_Task goal_:
Below are records. Find each line in them that holds the word "root" and copy it.

──────── Records provided

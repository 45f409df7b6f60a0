//! Reading scalar summaries out of `events.out.tfevents*` files and turning a
//! results tree into an observation table.

pub mod proto;
pub mod record;
pub mod scan;

pub use record::{read_scalars, write_scalar_file, EventFileError, RecordError, ScalarPoint};
pub use scan::{load_dataset, scan_split, ScanMode, ScanStats};
use super::palette::{TEST_TEAL, TRAINING_RED};
use super::{capitalize, grid_rows, padded_range, save_chart, tag_segment, SvgArea, FONT};
use anyhow::Result;
use hivex_analysis::chart_data::{
    chart_tags, curve_frame, curve_groups, downsample, step_means, CurveGroupKey, StepPoint,
};
use hivex_analysis::frame::{observation_frame, TAG};
use hivex_core::{axis_key_str, axis_value_str, ObservationTable, Source};
use polars::prelude::DataFrame;
use plotters::prelude::*;
use std::collections::BTreeSet;
use std::path::{Path, PathBuf};

const COLUMNS: usize = 6;
const CELL_W: u32 = 360;
const CELL_H: u32 = 280;

fn source_color(source: Source) -> RGBColor {
    match source {
        Source::Training => TRAINING_RED,
        Source::Test => TEST_TEAL,
    }
}

/// File stem shared by the `.svg` and `.pdf` of one curve sheet.
pub fn curve_file_stem(key: &CurveGroupKey) -> String {
    format!(
        "{}_results_{}_{}_task_{}",
        key.env_name,
        axis_key_str(key.axis.map(|a| a.kind)),
        axis_value_str(key.axis.map(|a| a.value)),
        key.task
    )
}

fn sheet_title(key: &CurveGroupKey) -> String {
    match key.axis {
        Some(axis) => format!(
            "{} Train & Test Metrics: {}: {}, Task: {}",
            key.env_name,
            capitalize(axis.kind.as_str()),
            axis.value,
            key.task
        ),
        None => format!("{} Train & Test Metrics: Task: {}", key.env_name, key.task),
    }
}

/// Mean line per source over a shaded 95% band.
fn draw_curve(area: &SvgArea<'_>, group: &DataFrame, tag: &str, factor: usize) -> Result<()> {
    let mut series: Vec<(Source, Vec<StepPoint>)> = Vec::new();
    for source in [Source::Training, Source::Test] {
        let points = downsample(&step_means(group, tag, source)?, factor);
        if !points.is_empty() {
            series.push((source, points));
        }
    }

    let all = series.iter().flat_map(|(_, p)| p.iter());
    let x_range = padded_range(all.clone().map(|p| p.step as f64));
    let y_range = padded_range(all.flat_map(|p| [p.lower, p.upper]));

    let mut chart = ChartBuilder::on(area)
        .caption(tag_segment(tag), (FONT, 16))
        .margin(8)
        .x_label_area_size(30)
        .y_label_area_size(50)
        .build_cartesian_2d(x_range, y_range)?;
    chart
        .configure_mesh()
        .x_desc("Step")
        .label_style((FONT, 10))
        .draw()?;

    for (source, points) in series {
        let color = source_color(source);
        let band: Vec<(f64, f64)> = points
            .iter()
            .map(|p| (p.step as f64, p.upper))
            .chain(points.iter().rev().map(|p| (p.step as f64, p.lower)))
            .collect();
        chart.draw_series(std::iter::once(Polygon::new(band, color.mix(0.2).filled())))?;
        chart
            .draw_series(LineSeries::new(
                points.iter().map(|p| (p.step as f64, p.mean)),
                color.stroke_width(2),
            ))?
            .label(source.as_str())
            .legend(move |(x, y)| PathElement::new(vec![(x, y), (x + 20, y)], color.stroke_width(2)));
    }
    chart
        .configure_series_labels()
        .background_style(&WHITE.mix(0.8))
        .border_style(&BLACK)
        .label_font((FONT, 10))
        .draw()?;
    Ok(())
}

/// One sheet per `(env, difficulty/pattern, task)` group with a line plot per
/// tag; returns the PDFs written.
pub fn render_training_curves(
    table: &ObservationTable,
    excluded_tags: &[String],
    out_dir: &Path,
    factor: usize,
) -> Result<Vec<PathBuf>> {
    let allowed: BTreeSet<String> = chart_tags(table, excluded_tags).into_iter().collect();
    let frame = observation_frame(table)?;
    let mut written = Vec::new();
    for key in curve_groups(table) {
        let group = curve_frame(&frame, &key)?;
        let tags: BTreeSet<&str> = group
            .column(TAG)?
            .str()?
            .into_iter()
            .flatten()
            .filter(|t| allowed.contains(*t))
            .collect();
        if tags.is_empty() {
            continue;
        }
        let grid_h = grid_rows(tags.len(), COLUMNS);
        let size = (CELL_W * COLUMNS as u32, CELL_H * grid_h as u32 + 60);
        let mut svg = String::new();
        {
            let root = SVGBackend::with_string(&mut svg, size).into_drawing_area();
            root.fill(&WHITE)?;
            let body = root.titled(&sheet_title(&key), (FONT, 28))?;
            let cells = body.split_evenly((grid_h, COLUMNS));
            for (tag, cell) in tags.iter().zip(cells.iter()) {
                draw_curve(cell, &group, tag, factor)?;
            }
            root.present()?;
        }
        let path = save_chart(out_dir, &curve_file_stem(&key), &svg)?;
        tracing::info!(path = %path.display(), tags = tags.len(), "wrote training curves");
        written.push(path);
    }
    Ok(written)
}
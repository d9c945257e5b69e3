//! Pixel to object-local coordinate mapping.
//!
//! A sprite of W×H pixels at scale `s` spans `W·s` by `H·s` units centered on
//! the object origin. Image `y` grows downwards while local `y` grows up.

use serde::{Deserialize, Serialize};

use crate::contour::Pixel;

/// A point in object-local sprite space.
#[derive(Debug, Clone, Copy, PartialEq, Serialize, Deserialize)]
pub struct LocalPoint {
    pub x: f64,
    pub y: f64,
}

impl LocalPoint {
    pub const fn new(x: f64, y: f64) -> Self {
        Self { x, y }
    }
}

/// Maps pixels of a fixed-size image into local space.
#[derive(Debug, Clone, Copy, PartialEq)]
pub struct PixelMapper {
    width: f64,
    height: f64,
    scale: f64,
}

impl PixelMapper {
    /// Mapper for a `width`×`height` image at `scale` units per pixel.
    pub fn new(width: u32, height: u32, scale: f64) -> Self {
        Self {
            width: width as f64,
            height: height as f64,
            scale,
        }
    }

    /// `u = x/W`, `v = 1 - y/H`, local = `((u - 0.5)·W·s, (v - 0.5)·H·s)`.
    pub fn map(&self, pixel: Pixel) -> LocalPoint {
        let u = pixel.x as f64 / self.width;
        let v = 1.0 - pixel.y as f64 / self.height;
        LocalPoint::new(
            (u - 0.5) * self.width * self.scale,
            (v - 0.5) * self.height * self.scale,
        )
    }

    pub fn map_all(&self, pixels: &[Pixel]) -> Vec<LocalPoint> {
        pixels.iter().map(|p| self.map(*p)).collect()
    }

    /// Inverse of [`map`](Self::map), returning fractional pixel coordinates.
    pub fn unmap(&self, point: LocalPoint) -> (f64, f64) {
        let u = point.x / (self.width * self.scale) + 0.5;
        let v = point.y / (self.height * self.scale) + 0.5;
        (u * self.width, (1.0 - v) * self.height)
    }

    /// Local-space box covered by the image, as `(min, max)` corners.
    pub fn bounds(&self) -> (LocalPoint, LocalPoint) {
        let hw = self.width * self.scale / 2.0;
        let hh = self.height * self.scale / 2.0;
        (LocalPoint::new(-hw, -hh), LocalPoint::new(hw, hh))
    }
}
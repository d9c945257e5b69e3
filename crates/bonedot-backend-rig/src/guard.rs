//! Scoped restore of host animation state.

use std::ops::{Deref, DerefMut};

use tracing::{debug, warn};

use crate::error::RigResult;
use crate::host::AnimationHost;

/// Saves the current frame and an armature's active action, and puts both
/// back when dropped.
///
/// The guard derefs to the host, so sampling code drives the host through
/// it and every early return restores the saved state.
pub struct FrameGuard<'a, H: AnimationHost + ?Sized> {
    host: &'a mut H,
    armature: String,
    frame: i32,
    action: Option<String>,
}

impl<'a, H: AnimationHost + ?Sized> FrameGuard<'a, H> {
    pub fn new(host: &'a mut H, armature: &str) -> RigResult<Self> {
        let frame = host.frame_current();
        let action = host.active_action(armature)?;
        debug!(armature, frame, action = ?action, "Saved animation state");
        Ok(Self {
            host,
            armature: armature.to_string(),
            frame,
            action,
        })
    }

    /// Frame that will be restored.
    pub fn saved_frame(&self) -> i32 {
        self.frame
    }
}

impl<H: AnimationHost + ?Sized> Deref for FrameGuard<'_, H> {
    type Target = H;

    fn deref(&self) -> &H {
        &*self.host
    }
}

impl<H: AnimationHost + ?Sized> DerefMut for FrameGuard<'_, H> {
    fn deref_mut(&mut self) -> &mut H {
        &mut *self.host
    }
}

impl<H: AnimationHost + ?Sized> Drop for FrameGuard<'_, H> {
    fn drop(&mut self) {
        if let Err(err) = self
            .host
            .set_active_action(&self.armature, self.action.as_deref())
        {
            warn!(armature = %self.armature, error = %err, "Failed to restore active action");
        }
        if let Err(err) = self.host.set_frame(self.frame) {
            warn!(frame = self.frame, error = %err, "Failed to restore frame");
        }
    }
}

────────────────

_Reply_:
            let root = SVGBackend::with_string(&mut svg, size).into_drawing_area();
            root.fill(&WHITE)?;
            let body = root.titled(&sheet_title(&key), (FONT, 28))?;
            root.present()?;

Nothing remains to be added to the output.